Reproduce the entries below in full and without error.

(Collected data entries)

========

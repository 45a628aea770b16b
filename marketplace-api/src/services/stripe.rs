//! Stripe payment intents client.
//!
//! Only the two calls the checkout flow needs: create a card-payable intent
//! and fetch one back to confirm a reported charge.

use async_trait::async_trait;
use reqwest::{Client, Url};
use secrecy::ExposeSecret;
use serde::Deserialize;
use std::collections::HashMap;
use std::sync::atomic::{AtomicBool, AtomicU64, Ordering};
use std::sync::Mutex;
use std::time::Duration;
use thiserror::Error;

use crate::config::StripeConfig;

pub const STATUS_SUCCEEDED: &str = "succeeded";

#[derive(Debug, Error)]
pub enum GatewayError {
    #[error("Stripe credentials not configured")]
    NotConfigured,

    #[error("Stripe request failed: {0}")]
    Transport(#[from] reqwest::Error),

    #[error("Stripe error: {code} - {message}")]
    Rejected { code: String, message: String },

    #[error("Invalid Stripe endpoint: {0}")]
    Endpoint(String),

    #[error("Unexpected Stripe response: {0}")]
    Decode(#[from] serde_json::Error),
}

/// A gateway-side pending charge.
#[derive(Debug, Clone, Deserialize, PartialEq)]
pub struct PaymentIntent {
    pub id: String,
    pub client_secret: Option<String>,
    /// Minor units.
    pub amount: i64,
    pub currency: String,
    pub status: String,
}

impl PaymentIntent {
    pub fn is_succeeded(&self) -> bool {
        self.status == STATUS_SUCCEEDED
    }
}

#[async_trait]
pub trait PaymentGateway: Send + Sync {
    async fn create_intent(
        &self,
        amount_minor: i64,
        currency: &str,
    ) -> Result<PaymentIntent, GatewayError>;

    async fn retrieve_intent(&self, intent_id: &str) -> Result<PaymentIntent, GatewayError>;
}

#[derive(Debug, Deserialize)]
struct StripeErrorBody {
    error: StripeErrorDetail,
}

#[derive(Debug, Deserialize)]
struct StripeErrorDetail {
    #[serde(default)]
    code: Option<String>,
    #[serde(rename = "type", default)]
    kind: Option<String>,
    #[serde(default)]
    message: Option<String>,
}

#[derive(Clone)]
pub struct StripeClient {
    client: Client,
    config: StripeConfig,
}

impl StripeClient {
    pub fn new(config: StripeConfig) -> Result<Self, GatewayError> {
        let client = Client::builder()
            .timeout(Duration::from_secs(config.timeout_seconds))
            .build()?;
        Ok(Self { client, config })
    }

    pub fn is_configured(&self) -> bool {
        !self.config.secret_key.expose_secret().is_empty()
    }

    /// Resolve `segments` under the API base. Each segment is escaped, so a
    /// caller-supplied id cannot climb out of its resource.
    fn endpoint(&self, segments: &[&str]) -> Result<Url, GatewayError> {
        let mut url = Url::parse(&self.config.api_base_url)
            .map_err(|e| GatewayError::Endpoint(format!("{}: {}", self.config.api_base_url, e)))?;
        url.path_segments_mut()
            .map_err(|_| GatewayError::Endpoint(self.config.api_base_url.clone()))?
            .pop_if_empty()
            .extend(segments);
        Ok(url)
    }

    async fn read_intent(&self, response: reqwest::Response) -> Result<PaymentIntent, GatewayError> {
        let status = response.status();
        let body = response.text().await?;

        tracing::debug!(status = %status, "Stripe response received");

        if status.is_success() {
            return Ok(serde_json::from_str(&body)?);
        }

        let (code, message) = match serde_json::from_str::<StripeErrorBody>(&body) {
            Ok(err) => (
                err.error
                    .code
                    .or(err.error.kind)
                    .unwrap_or_else(|| status.as_u16().to_string()),
                err.error.message.unwrap_or_default(),
            ),
            Err(_) => (status.as_u16().to_string(), body),
        };
        tracing::error!(code = %code, message = %message, "Stripe request rejected");
        Err(GatewayError::Rejected { code, message })
    }
}

#[async_trait]
impl PaymentGateway for StripeClient {
    async fn create_intent(
        &self,
        amount_minor: i64,
        currency: &str,
    ) -> Result<PaymentIntent, GatewayError> {
        if !self.is_configured() {
            return Err(GatewayError::NotConfigured);
        }

        let amount = amount_minor.to_string();
        let form = [
            ("amount", amount.as_str()),
            ("currency", currency),
            ("payment_method_types[]", "card"),
        ];

        let response = self
            .client
            .post(self.endpoint(&["payment_intents"])?)
            .bearer_auth(self.config.secret_key.expose_secret())
            .form(&form)
            .send()
            .await?;

        let intent = self.read_intent(response).await?;
        tracing::info!(
            intent_id = %intent.id,
            amount = intent.amount,
            currency = %intent.currency,
            "Stripe payment intent created"
        );
        Ok(intent)
    }

    async fn retrieve_intent(&self, intent_id: &str) -> Result<PaymentIntent, GatewayError> {
        if !self.is_configured() {
            return Err(GatewayError::NotConfigured);
        }

        if matches!(intent_id, "" | "." | "..") {
            return Err(GatewayError::Rejected {
                code: "invalid_intent_id".to_string(),
                message: format!("'{}' is not a payment intent id", intent_id),
            });
        }

        let response = self
            .client
            .get(self.endpoint(&["payment_intents", intent_id])?)
            .bearer_auth(self.config.secret_key.expose_secret())
            .send()
            .await?;

        self.read_intent(response).await
    }
}

/// Gateway stand-in for tests and local runs.
#[derive(Default)]
pub struct MockGateway {
    failing: AtomicBool,
    counter: AtomicU64,
    calls: Mutex<Vec<(i64, String)>>,
    intents: Mutex<HashMap<String, PaymentIntent>>,
}

impl MockGateway {
    pub fn new() -> Self {
        Self::default()
    }

    /// Make every call fail as if Stripe rejected it.
    pub fn set_failing(&self, failing: bool) {
        self.failing.store(failing, Ordering::SeqCst);
    }

    /// `(amount_minor, currency)` of every intent requested so far.
    pub fn calls(&self) -> Vec<(i64, String)> {
        self.calls.lock().map(|c| c.clone()).unwrap_or_default()
    }

    /// Register a completed charge that `retrieve_intent` will return.
    pub fn record_succeeded(&self, intent_id: &str, amount_minor: i64, currency: &str) {
        if let Ok(mut intents) = self.intents.lock() {
            intents.insert(
                intent_id.to_string(),
                PaymentIntent {
                    id: intent_id.to_string(),
                    client_secret: None,
                    amount: amount_minor,
                    currency: currency.to_string(),
                    status: STATUS_SUCCEEDED.to_string(),
                },
            );
        }
    }

    fn check(&self) -> Result<(), GatewayError> {
        if self.failing.load(Ordering::SeqCst) {
            return Err(GatewayError::Rejected {
                code: "api_error".to_string(),
                message: "Mock gateway is failing".to_string(),
            });
        }
        Ok(())
    }
}

#[async_trait]
impl PaymentGateway for MockGateway {
    async fn create_intent(
        &self,
        amount_minor: i64,
        currency: &str,
    ) -> Result<PaymentIntent, GatewayError> {
        self.check()?;

        let n = self.counter.fetch_add(1, Ordering::SeqCst) + 1;
        if let Ok(mut calls) = self.calls.lock() {
            calls.push((amount_minor, currency.to_string()));
        }

        let id = format!("pi_mock_{}", n);
        tracing::info!(intent_id = %id, amount = amount_minor, "[MOCK] Payment intent created");

        let intent = PaymentIntent {
            client_secret: Some(format!("{}_secret_{}", id, n)),
            id: id.clone(),
            amount: amount_minor,
            currency: currency.to_string(),
            status: "requires_payment_method".to_string(),
        };
        if let Ok(mut intents) = self.intents.lock() {
            intents.insert(id, intent.clone());
        }
        Ok(intent)
    }

    async fn retrieve_intent(&self, intent_id: &str) -> Result<PaymentIntent, GatewayError> {
        self.check()?;
        self.intents
            .lock()
            .ok()
            .and_then(|intents| intents.get(intent_id).cloned())
            .ok_or_else(|| GatewayError::Rejected {
                code: "resource_missing".to_string(),
                message: format!("No such payment_intent: '{}'", intent_id),
            })
    }
}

========

ANSWER ::
repository 45a628aea770b16b
filename marketplace-api/src/services/stripe.rs
//! Stripe payment intents client.
//!
//! Only the two calls the checkout flow needs: create a card-payable intent
//! and fetch one back to confirm a reported charge.

use async_trait::async_trait;
use reqwest::{Client, Url};
use secrecy::ExposeSecret;
use serde::Deserialize;
use std::collections::HashMap;
use std::sync::atomic::{AtomicBool, AtomicU64, Ordering};
use std::sync::Mutex;
use std::time::Duration;
use thiserror::Error;

use crate::config::StripeConfig;

pub const STATUS_SUCCEEDED: &str = "succeeded";

#[derive(Debug, Error)]
pub enum GatewayError {
    #[error("Stripe credentials not configured")]
    NotConfigured,

    #[error("Stripe request failed: {0}")]
    Transport(#[from] reqwest::Error),

    #[error("Stripe error: {code} - {message}")]
    Rejected { code: String, message: String },

    #[error("Invalid Stripe endpoint: {0}")]
    Endpoint(String),

    #[error("Unexpected Stripe response: {0}")]
    Decode(#[from] serde_json::Error),
}

/// A gateway-side pending charge.
#[derive(Debug, Clone, Deserialize, PartialEq)]
pub struct PaymentIntent {
    pub id: String,
    pub client_secret: Option<String>,
    /// Minor units.
    pub amount: i64,
    pub currency: String,
    pub status: String,
}

impl PaymentIntent {
    pub fn is_succeeded(&self) -> bool {
        self.status == STATUS_SUCCEEDED
    }
}

#[async_trait]
pub trait PaymentGateway: Send + Sync {
    async fn create_intent(
        &self,
        amount_minor: i64,
        currency: &str,
    ) -> Result<PaymentIntent, GatewayError>;

    async fn retrieve_intent(&self, intent_id: &str) -> Result<PaymentIntent, GatewayError>;
}

#[derive(Debug, Deserialize)]
struct StripeErrorBody {
    error: StripeErrorDetail,
}

#[derive(Debug, Deserialize)]
struct StripeErrorDetail {
    #[serde(default)]
    code: Option<String>,
    #[serde(rename = "type", default)]
    kind: Option<String>,
    #[serde(default)]
    message: Option<String>,
}

#[derive(Clone)]
pub struct StripeClient {
    client: Client,
    config: StripeConfig,
}

impl StripeClient {
    pub fn new(config: StripeConfig) -> Result<Self, GatewayError> {
        let client = Client::builder()
            .timeout(Duration::from_secs(config.timeout_seconds))
            .build()?;
        Ok(Self { client, config })
    }

    pub fn is_configured(&self) -> bool {
        !self.config.secret_key.expose_secret().is_empty()
    }

    /// Resolve `segments` under the API base. Each segment is escaped, so a
    /// caller-supplied id cannot climb out of its resource.
    fn endpoint(&self, segments: &[&str]) -> Result<Url, GatewayError> {
        let mut url = Url::parse(&self.config.api_base_url)
            .map_err(|e| GatewayError::Endpoint(format!("{}: {}", self.config.api_base_url, e)))?;
        url.path_segments_mut()
            .map_err(|_| GatewayError::Endpoint(self.config.api_base_url.clone()))?
            .pop_if_empty()
            .extend(segments);
        Ok(url)
    }

    async fn read_intent(&self, response: reqwest::Response) -> Result<PaymentIntent, GatewayError> {
        let status = response.status();
        let body = response.text().await?;

        tracing::debug!(status = %status, "Stripe response received");

        if status.is_success() {
            return Ok(serde_json::from_str(&body)?);
        }

        let (code, message) = match serde_json::from_str::<StripeErrorBody>(&body) {
            Ok(err) => (
                err.error
                    .code
                    .or(err.error.kind)
                    .unwrap_or_else(|| status.as_u16().to_string()),
                err.error.message.unwrap_or_default(),
            ),
            Err(_) => (status.as_u16().to_string(), body),
        };
        tracing::error!(code = %code, message = %message, "Stripe request rejected");
        Err(GatewayError::Rejected { code, message })
    }
}

#[async_trait]
impl PaymentGateway for StripeClient {
    async fn create_intent(
        &self,
        amount_minor: i64,
        currency: &str,
    ) -> Result<PaymentIntent, GatewayError> {
        if !self.is_configured() {
            return Err(GatewayError::NotConfigured);
        }

        let amount = amount_minor.to_string();
        let form = [
            ("amount", amount.as_str()),
            ("currency", currency),
            ("payment_method_types[]", "card"),
        ];

        let response = self
            .client
            .post(self.endpoint(&["payment_intents"])?)
            .bearer_auth(self.config.secret_key.expose_secret())
            .form(&form)
            .send()
            .await?;

        let intent = self.read_intent(response).await?;
        tracing::info!(
            intent_id = %intent.id,
            amount = intent.amount,
            currency = %intent.currency,
            "Stripe payment intent created"
        );
        Ok(intent)
    }

    async fn retrieve_intent(&self, intent_id: &str) -> Result<PaymentIntent, GatewayError> {
        if !self.is_configured() {
            return Err(GatewayError::NotConfigured);
        }

        if matches!(intent_id, "" | "." | "..") {
            return Err(GatewayError::Rejected {
                code: "invalid_intent_id".to_string(),
                message: format!("'{}' is not a payment intent id", intent_id),
            });
        }

        let response = self
            .client
            .get(self.endpoint(&["payment_intents", intent_id])?)
            .bearer_auth(self.config.secret_key.expose_secret())
            .send()
            .await?;

        self.read_intent(response).await
    }
}

/// Gateway stand-in for tests and local runs.
#[derive(Default)]
pub struct MockGateway {
    failing: AtomicBool,
    counter: AtomicU64,
    calls: Mutex<Vec<(i64, String)>>,
    intents: Mutex<HashMap<String, PaymentIntent>>,
}

impl MockGateway {
    pub fn new() -> Self {
        Self::default()
    }

    /// Make every call fail as if Stripe rejected it.
    pub fn set_failing(&self, failing: bool) {
        self.failing.store(failing, Ordering::SeqCst);
    }

    /// `(amount_minor, currency)` of every intent requested so far.
    pub fn calls(&self) -> Vec<(i64, String)> {
        self.calls.lock().map(|c| c.clone()).unwrap_or_default()
    }

    /// Register a completed charge that `retrieve_intent` will return.
    pub fn record_succeeded(&self, intent_id: &str, amount_minor: i64, currency: &str) {
        if let Ok(mut intents) = self.intents.lock() {
            intents.insert(
                intent_id.to_string(),
                PaymentIntent {
                    id: intent_id.to_string(),
                    client_secret: None,
                    amount: amount_minor,
                    currency: currency.to_string(),
                    status: STATUS_SUCCEEDED.to_string(),
                },
            );
        }
    }

    fn check(&self) -> Result<(), GatewayError> {
        if self.failing.load(Ordering::SeqCst) {
            return Err(GatewayError::Rejected {
                code: "api_error".to_string(),
                message: "Mock gateway is failing".to_string(),
            });
        }
        Ok(())
    }
}

#[async_trait]
impl PaymentGateway for MockGateway {
    async fn create_intent(
        &self,
        amount_minor: i64,
        currency: &str,
    ) -> Result<PaymentIntent, GatewayError> {
        self.check()?;

        let n = self.counter.fetch_add(1, Ordering::SeqCst) + 1;
        if let Ok(mut calls) = self.calls.lock() {
            calls.push((amount_minor, currency.to_string()));
        }

        let id = format!("pi_mock_{}", n);
        tracing::info!(intent_id = %id, amount = amount_minor, "[MOCK] Payment intent created");

        let intent = PaymentIntent {
            client_secret: Some(format!("{}_secret_{}", id, n)),
            id: id.clone(),
            amount: amount_minor,
            currency: currency.to_string(),
            status: "requires_payment_method".to_string(),
        };
        if let Ok(mut intents) = self.intents.lock() {
            intents.insert(id, intent.clone());
        }
        Ok(intent)
    }

    async fn retrieve_intent(&self, intent_id: &str) -> Result<PaymentIntent, GatewayError> {
        self.check()?;
        self.intents
            .lock()
            .ok()
            .and_then(|intents| intents.get(intent_id).cloned())
            .ok_or_else(|| GatewayError::Rejected {
                code: "resource_missing".to_string(),
                message: format!("No such payment_intent: '{}'", intent_id),
            })
    }
}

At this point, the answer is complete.